かあさんは雨女

語学と育児、その他いろいろ。

お久しぶりです。近況報告です。

こんにちは。

たいっっっっへんご無沙汰しております。語学大好きかあさん、マミです。

 

昨年夏に3年間の育児休業が明け、中学校教師の仕事に復帰してはや10ヵ月。

仕事でいっぱいいっぱいになる時もありながら、やっぱり大好きで続けている仕事なので、家事・育児と両立しながらたいへん楽しく続けております。

でも、ブログの定期的な更新はやはり難しかった…。語学の学習も思ったように進まず。

このことについては、これからゆっくり振り返っていきたいと思います。

 

今回は近況報告の記事なので、さくっと私の現状をお伝えしておきます。

 

昨年冬、第二子の妊娠が判明し、今月からは産休に入りました。

2年前に一度、子宮外妊娠を経験していたのもあって(これがなかなか壮絶なエピソードだったので、いつかまとめて振り返りたい)、今回胎児の心拍が確認できたときには産婦人科でギャン泣きしてしまった私。

妊娠9ヵ月に入り、お腹もだいぶ大きくなってきました。

ここまで無事に育ってこられたこと、本当にありがたく幸せに思っています。

ちなみに男の子です。もうすぐ4歳になるおタマも、「おねえちゃんになるの!」と張り切っています。
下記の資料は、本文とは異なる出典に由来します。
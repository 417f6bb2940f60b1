pub mod build_info;
pub mod cli;
pub mod clock;
pub mod command_processor;
pub mod commands;
pub mod commit_governor;
pub mod config;
pub mod coordination;
pub mod http_source;
pub mod lease_store;
pub mod local_state;
pub mod logging;
pub mod pipeline;
pub mod progress;
pub mod scan;
pub mod server;
pub mod state;
pub mod work;

#[cfg(test)]
pub(crate) mod test_support;
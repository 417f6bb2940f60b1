use std::mem;
use std::sync::atomic::{AtomicI64, Ordering};
use std::sync::Arc;

use flume::{Receiver, Sender};
use serde::Serialize;
use tokio::task::JoinHandle;
use tokio::time::Instant;
use tracing::{debug, error, info, warn};

use super::collaborators::{
    Artifact, FetchedItem, ItemFetcher, Processor, FAILURE_CLASS_PROCESSING,
};
use super::control::ControlHandle;
use super::failure_log::{FailureLog, FailureRecord};
use super::queue_log::{LoggedEntry, QueueLog};
use super::types::{
    CompletionEvent, CompletionKind, EntryOrigin, PipelineConfig, PipelineSummary,
    PublishOverride, QueueEntry, RecoverySummary, Stage, SubmitOutcome,
};
use super::PipelineError;
use crate::commit_governor::run_with_retry;
use crate::coordination::{AcquireOutcome, CoordinationError, LockCoordinator};
use crate::lease_store::StoreFile;
use crate::logging::format_error_report;
use crate::server::monitoring::PIPELINE_METRICS;

struct Job {
    seq: u64,
    entry: QueueEntry,
}

struct Downloaded {
    job: Job,
    item: FetchedItem,
}

struct Processed {
    job: Job,
    artifact: Artifact,
}

/// Items sitting in each stage queue.
#[derive(Debug, Default)]
pub struct StageDepths {
    download: AtomicI64,
    process: AtomicI64,
    publish: AtomicI64,
}

#[derive(Debug, Clone, Copy, Default, PartialEq, Eq, Serialize)]
pub struct QueueDepthSnapshot {
    pub download: u64,
    pub process: u64,
    pub publish: u64,
}

impl StageDepths {
    pub fn snapshot(&self) -> QueueDepthSnapshot {
        let read = |value: &AtomicI64| value.load(Ordering::Relaxed).max(0) as u64;
        QueueDepthSnapshot {
            download: read(&self.download),
            process: read(&self.process),
            publish: read(&self.publish),
        }
    }

    fn add(&self, stage: Stage, delta: i64) {
        let counter = match stage {
            Stage::Intake | Stage::Download => &self.download,
            Stage::Process => &self.process,
            Stage::Publish => &self.publish,
        };
        let depth = counter.fetch_add(delta, Ordering::Relaxed) + delta;
        if let Some(metrics) = PIPELINE_METRICS.get() {
            let gauge = match stage {
                Stage::Intake | Stage::Download => &metrics.download_queue_depth,
                Stage::Process => &metrics.process_queue_depth,
                Stage::Publish => &metrics.publish_queue_depth,
            };
            gauge.set(depth.max(0));
        }
    }
}

struct Shared {
    config: PipelineConfig,
    coordinator: Arc<LockCoordinator>,
    fetcher: Arc<dyn ItemFetcher>,
    processor: Arc<dyn Processor>,
    queue_log: Arc<QueueLog>,
    failure_log: Arc<FailureLog>,
    control: ControlHandle,
    depths: Arc<StageDepths>,
    completions: Sender<CompletionEvent>,
}

/// Intake, download, process and publish over bounded queues and fixed worker pools.
///
/// Every accepted entry is in the queue log before it reaches a queue, and leaves the log only
/// once it has been published, suppressed or recorded as failed.
pub struct PipelineOrchestrator {
    shared: Arc<Shared>,
    completions: Receiver<CompletionEvent>,
}

impl PipelineOrchestrator {
    pub fn new(
        config: PipelineConfig,
        coordinator: Arc<LockCoordinator>,
        fetcher: Arc<dyn ItemFetcher>,
        processor: Arc<dyn Processor>,
        queue_log: Arc<QueueLog>,
        failure_log: Arc<FailureLog>,
        control: ControlHandle,
    ) -> Self {
        let (sender, completions) = flume::unbounded();
        Self {
            shared: Arc::new(Shared {
                config: config.clamped(),
                coordinator,
                fetcher,
                processor,
                queue_log,
                failure_log,
                control,
                depths: Arc::new(StageDepths::default()),
                completions: sender,
            }),
            completions,
        }
    }

    pub fn config(&self) -> &PipelineConfig {
        &self.shared.config
    }

    /// Spawns every stage worker and returns the intake side.
    pub fn start(self) -> RunningPipeline {
        let config = self.shared.config;
        let (download_tx, download_rx) = flume::bounded::<Job>(config.download_queue);
        let (process_tx, process_rx) = flume::bounded::<Downloaded>(config.process_queue);
        let (publish_tx, publish_rx) = flume::bounded::<Processed>(config.publish_queue);

        let mut handles = Vec::new();
        for worker_idx in 0..config.download_workers {
            let shared = self.shared.clone();
            let receiver = download_rx.clone();
            let sender = process_tx.clone();
            handles.push((
                "download",
                tokio::spawn(async move {
                    run_download_worker(shared, worker_idx, receiver, sender).await
                }),
            ));
        }
        for worker_idx in 0..config.process_workers {
            let shared = self.shared.clone();
            let receiver = process_rx.clone();
            let sender = publish_tx.clone();
            handles.push((
                "process",
                tokio::spawn(async move {
                    run_process_worker(shared, worker_idx, receiver, sender).await
                }),
            ));
        }
        for worker_idx in 0..config.publish_workers {
            let shared = self.shared.clone();
            let receiver = publish_rx.clone();
            handles.push((
                "publish",
                tokio::spawn(async move {
                    run_publish_worker(shared, worker_idx, receiver).await
                }),
            ));
        }

        info!(
            event = "pipeline_started",
            download_workers = config.download_workers,
            process_workers = config.process_workers,
            publish_workers = config.publish_workers,
            batch_size = config.batch_size,
            batch_wait_ms = config.batch_wait.as_millis() as u64,
            publish_enabled = config.publish_enabled,
            "pipeline workers started"
        );

        RunningPipeline {
            shared: self.shared,
            completions: self.completions,
            download_tx,
            handles,
        }
    }
}
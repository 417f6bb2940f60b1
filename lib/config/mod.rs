use std::env;
use std::net::SocketAddr;
use std::path::PathBuf;

use thiserror::Error;

use crate::command_processor::CommandSpec;

pub const DEFAULT_SOURCE_URL: &str = "https://api.unsplash.com";
pub const DEFAULT_NAMESPACE: &str = "harvest";
pub const DEFAULT_STATE_DIR: &str = ".harvest_state";

#[derive(Error, Debug, Clone, PartialEq, Eq)]
pub enum ConfigError {
    #[error("{0} is required")]
    Missing(&'static str),
    #[error("invalid {key}: {message}")]
    Invalid { key: &'static str, message: String },
}

/// Infrastructure settings read from the environment (after `.env` is loaded).
///
/// Tuning knobs live on the CLI; this is only where things are and who we are.
#[derive(Debug, Clone, PartialEq, Eq)]
pub struct HarvestConfig {
    /// Root of the shared lease store. Required.
    pub store_root: PathBuf,
    /// Local directory for queue logs, progress snapshots and failure logs.
    pub state_dir: PathBuf,
    /// Key prefix inside the shared store; clients coordinate only within one namespace.
    pub namespace: String,
    /// `HARVEST_OWNER_ID`, when set. Otherwise each scan pins `host_owner_id` on first run.
    pub owner_id: Option<String>,
    pub host_owner_id: String,
    pub source_url: String,
    pub source_token: Option<String>,
    pub processor_cmd: Option<CommandSpec>,
    pub metrics_bind: Option<SocketAddr>,
}

impl HarvestConfig {
    pub fn from_env() -> Result<Self, ConfigError> {
        Self::from_lookup(|key| env::var(key).ok())
    }

    pub fn from_lookup(lookup: impl Fn(&str) -> Option<String>) -> Result<Self, ConfigError> {
        let get = |key: &str| {
            lookup(key)
                .map(|value| value.trim().to_string())
                .filter(|value| !value.is_empty())
        };

        let store_root = get("HARVEST_STORE_ROOT")
            .map(PathBuf::from)
            .ok_or(ConfigError::Missing("HARVEST_STORE_ROOT"))?;
        let state_dir = get("HARVEST_STATE_DIR")
            .map(PathBuf::from)
            .unwrap_or_else(|| PathBuf::from(DEFAULT_STATE_DIR));

        let namespace = get("HARVEST_NAMESPACE").unwrap_or_else(|| DEFAULT_NAMESPACE.to_string());
        if namespace.starts_with('/') || namespace.ends_with('/') || namespace.contains("..") {
            return Err(ConfigError::Invalid {
                key: "HARVEST_NAMESPACE",
                message: format!("`{namespace}` must be a relative key prefix"),
            });
        }

        let owner_id = get("HARVEST_OWNER_ID");
        let host_owner_id = default_owner_id(&get);
        let source_url = get("HARVEST_SOURCE_URL").unwrap_or_else(|| DEFAULT_SOURCE_URL.to_string());
        let source_token = get("HARVEST_SOURCE_TOKEN");

        let processor_cmd = get("HARVEST_PROCESSOR_CMD")
            .map(|raw| CommandSpec::parse(&raw))
            .transpose()
            .map_err(|message| ConfigError::Invalid {
                key: "HARVEST_PROCESSOR_CMD",
                message,
            })?;
        let metrics_bind = get("HARVEST_METRICS_BIND")
            .map(|raw| {
                raw.parse::<SocketAddr>().map_err(|err| ConfigError::Invalid {
                    key: "HARVEST_METRICS_BIND",
                    message: format!("`{raw}`: {err}"),
                })
            })
            .transpose()?;

        Ok(Self {
            store_root,
            state_dir,
            namespace,
            owner_id,
            host_owner_id,
            source_url,
            source_token,
            processor_cmd,
            metrics_bind,
        })
    }
}

/// `{host}-{pid}`, so two workers on one machine never share an owner id.
fn default_owner_id(get: &impl Fn(&str) -> Option<String>) -> String {
    let host = get("HOSTNAME").unwrap_or_else(|| "worker".to_string());
    format!("{host}-{}", std::process::id())
}
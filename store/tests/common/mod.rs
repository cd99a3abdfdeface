//! Shared test utilities and fixtures
//!
//! Common infrastructure for integration tests.

#![allow(dead_code)]

use std::sync::{Arc, Mutex};

use taxform_store::{FormEngine, FormEvent, Notifier, NotifyError};
use taxform_types::{AdminId, FieldKey, FilingId, Form, StepId, UserId};

/// Notifier that keeps every event it receives, in order.
#[derive(Default)]
pub struct RecordingNotifier {
    events: Mutex<Vec<FormEvent>>,
}

impl RecordingNotifier {
    pub fn events(&self) -> Vec<FormEvent> {
        self.events.lock().unwrap().clone()
    }
}

impl Notifier for RecordingNotifier {
    fn notify(&self, event: &FormEvent) -> Result<(), NotifyError> {
        self.events.lock().unwrap().push(event.clone());
        Ok(())
    }
}

/// Notifier that always fails, to show failures never reach the caller.
pub struct FailingNotifier;

impl Notifier for FailingNotifier {
    fn notify(&self, _event: &FormEvent) -> Result<(), NotifyError> {
        Err(NotifyError("mail relay unreachable".into()))
    }
}

pub fn engine() -> FormEngine {
    FormEngine::open_in_memory().unwrap()
}

pub fn recording_engine() -> (FormEngine, Arc<RecordingNotifier>) {
    let notifier = Arc::new(RecordingNotifier::default());
    let engine = engine().with_notifier(notifier.clone());
    (engine, notifier)
}

pub fn filing(id: &str) -> FilingId {
    FilingId::new(id).unwrap()
}

pub fn user() -> UserId {
    UserId::new("user-1").unwrap()
}

pub fn admin() -> AdminId {
    AdminId::new("admin1").unwrap()
}

pub fn key(raw: &str) -> FieldKey {
    FieldKey::new(raw).unwrap()
}

pub fn step(raw: &str) -> StepId {
    StepId::new(raw).unwrap()
}

pub fn draft(engine: &FormEngine, filing_id: &str) -> Form {
    engine.create_form(&filing(filing_id), &user()).unwrap()
}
「おむつ替えてあげるの!!」とか今から言っていますが、それより自分でお着替えできるようになってくれたら嬉しいんだけどなー。

ともあれ、一家なごやかに健康に過ごしております。

 

つわりを堪えながらの教員生活もなかなかハードでしたが、管理職や学年主任には早めに報告し、様々な形でサポートをしていただきました。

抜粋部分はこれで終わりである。